Say hello to Volkswagen’s latest crossover – the T-Cross. A city crossover that aims to offer elegant looks, versatility and cutting-edge connective technology.
Based on the sixth-generation Polo, the T-Cross is actually the German automakers’ tiniest crossover, and is scheduled to arrive in South Africa sometime next year. While it sits below the T-Roc in Volkswagen's global portfolio, with the T-Roc not destined for South Africa, this means that the T-Cross will sit below the Tiguan in Volkswagen's local SUV hierarchy.
With the Volkswagen T-Cross, Volkswagen introduces another new SUV model: even shorter and therefore better suited to the city than the T-Roc, and even more compact than the Tiguan. Ralf Brandstätter, Chief Operating Officer of Volkswagen Brand, explained at the world premiere in Amsterdam: "We're actually presenting the T-Cross today three times over! We unveiled it a few hours ago in Shanghai, and São Paulo will follow later tonight. It shows just how important the T-Cross is to the Volkswagen brand as a truly global product."
Being based on the Polo, means that it rides on the same MQB platform, and just like the Polo, it will be exclusively front-wheel drive. And because of this, it has allowed Volkswagen engineers to stretch out its wheelbase to a generous 2.56m and seat up to five adults, despite being only 4.11m long.
For the greatest possible versatility in the interior, the sliding rear seat can be adjusted by 14 centimetres, allowing more passenger leg room or more luggage space. The luggage compartment has a capacity that varies between 385 and 455 litres. If that’s not enough, the rear seatback folds down fully or partially to expand cargo volume to an impressive 1,281 litres.
It will launch globally with a choice of a single diesel engine, and three petrol engines - a 1.0 TSI three-cylinder petrol available with either 70kw or 85kw, and a 1.5 TSI four-cylinder petrol motor with 110kw. The sole diesel variant is a 1.6 TDI four-cylinder engine that produces 70kw. Although, the line-up for South Africa has yet to be confirmed. All engines comply with the latest Euro 6d-TEMP emission standard.
Standard equipment for the new T-Cross includes numerous driver assistance systems which were previously reserved for higher vehicle classes. Together with the vehicle's outstanding crash characteristics and exemplary occupant protection, these increase safety, reduce the risk of a collision and improve driving comfort.
Already included as standard equipment are the Front Assist area monitoring system with Pedestrian Monitoring and City Emergency Braking System, the lane keeping assistant Lane Assist, Hill Start Assist, the proactive occupant protection system, and the Blind Spot Detection lane change assist system with the integrated Rear Traffic Alert. Also available as options are the Driver Alert System, automatic adaptive cruise control and Park Assist.

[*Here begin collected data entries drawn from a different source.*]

// Canonical, engine-agnostic test result

use chrono::{DateTime, TimeDelta, Utc};
use serde::Serialize;

/// Upper bound on failure message length, in characters
pub const MAX_MESSAGE_CHARS: usize = 2000;

/// Test status
#[derive(Debug, Clone, Copy, PartialEq, Eq, Hash, Serialize)]
#[serde(rename_all = "UPPERCASE")]
pub enum TestStatus {
    Pass,
    Fail,
    Skip,
}

impl TestStatus {
    /// Token used in the XML report
    pub fn as_token(&self) -> &'static str {
        match self {
            Self::Pass => "PASS",
            Self::Fail => "FAIL",
            Self::Skip => "SKIP",
        }
    }
}

impl std::fmt::Display for TestStatus {
    fn fmt(&self, f: &mut std::fmt::Formatter<'_>) -> std::fmt::Result {
        f.write_str(self.as_token())
    }
}

/// One executed test case. Immutable once built.
#[derive(Debug, Clone, PartialEq, Serialize)]
pub struct ResultEntity {
    name: String,
    status: TestStatus,
    start: DateTime<Utc>,
    end: DateTime<Utc>,
    message: Option<String>,
    tags: Option<Vec<String>>,
}

impl ResultEntity {
    /// Build a result, normalizing it on the way in.
    ///
    /// `end` is clamped so it never precedes `start`. The message is dropped
    /// unless the status is `Fail`, and truncated to [`MAX_MESSAGE_CHARS`].
    pub fn new(
        name: impl Into<String>,
        status: TestStatus,
        start: DateTime<Utc>,
        end: DateTime<Utc>,
        message: Option<String>,
        tags: Option<Vec<String>>,
    ) -> Self {
        let message = match status {
            TestStatus::Fail => message.map(|m| truncate_message(&m)),
            TestStatus::Pass | TestStatus::Skip => None,
        };

        Self {
            name: name.into(),
            status,
            start,
            end: end.max(start),
            message,
            tags,
        }
    }

    /// Create a pass result
    pub fn pass(name: impl Into<String>, start: DateTime<Utc>, end: DateTime<Utc>) -> Self {
        Self::new(name, TestStatus::Pass, start, end, None, None)
    }

    /// Create a fail result
    pub fn fail(
        name: impl Into<String>,
        message: impl Into<String>,
        start: DateTime<Utc>,
        end: DateTime<Utc>,
    ) -> Self {
        Self::new(name, TestStatus::Fail, start, end, Some(message.into()), None)
    }

    /// Create a skip result
    pub fn skip(name: impl Into<String>, start: DateTime<Utc>, end: DateTime<Utc>) -> Self {
        Self::new(name, TestStatus::Skip, start, end, None, None)
    }

    /// Same result with tags attached
    pub fn with_tags(mut self, tags: Vec<String>) -> Self {
        self.tags = Some(tags);
        self
    }

    pub fn name(&self) -> &str {
        &self.name
    }

    pub fn status(&self) -> TestStatus {
        self.status
    }

    pub fn start(&self) -> DateTime<Utc> {
        self.start
    }

    pub fn end(&self) -> DateTime<Utc> {
        self.end
    }

    pub fn message(&self) -> Option<&str> {
        self.message.as_deref()
    }

    pub fn tags(&self) -> Option<&[String]> {
        self.tags.as_deref()
    }

    /// `end - start`, never negative
    pub fn elapsed(&self) -> TimeDelta {
        (self.end - self.start).max(TimeDelta::zero())
    }
}

/// Cut a message down to [`MAX_MESSAGE_CHARS`] characters
pub fn truncate_message(message: &str) -> String {
    match message.char_indices().nth(MAX_MESSAGE_CHARS) {
        Some((byte_idx, _)) => message[..byte_idx].to_string(),
        None => message.to_string(),
    }
}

Just like its sister model the Polo, the new T-Cross is manufactured at the Spanish Volkswagen factory in Navarra. Volkswagen is set to invest over ZAR 17 billion there by 2019 in order to serve the particularly strong growth in the market for compact SUVs. At the same time, approximately 10% more jobs will be created there. For the 2017-2027 period, independent forecasting institutes expect an approximate doubling worldwide of so-called CUVs (Crossover Utility Vehicles) in the small car segment - the class to which VW T-Cross belongs.
Further proof that the crossover bubble is nowhere near bursting, is that Volkswagen plan to launch another crossover next year. Although, that model – the fully electric I.D. CROZZ – will arguably be one of their most important models to date.
Expect Volkswagen SA to release more information on pricing and specification of the T-Cross closer to its local launch.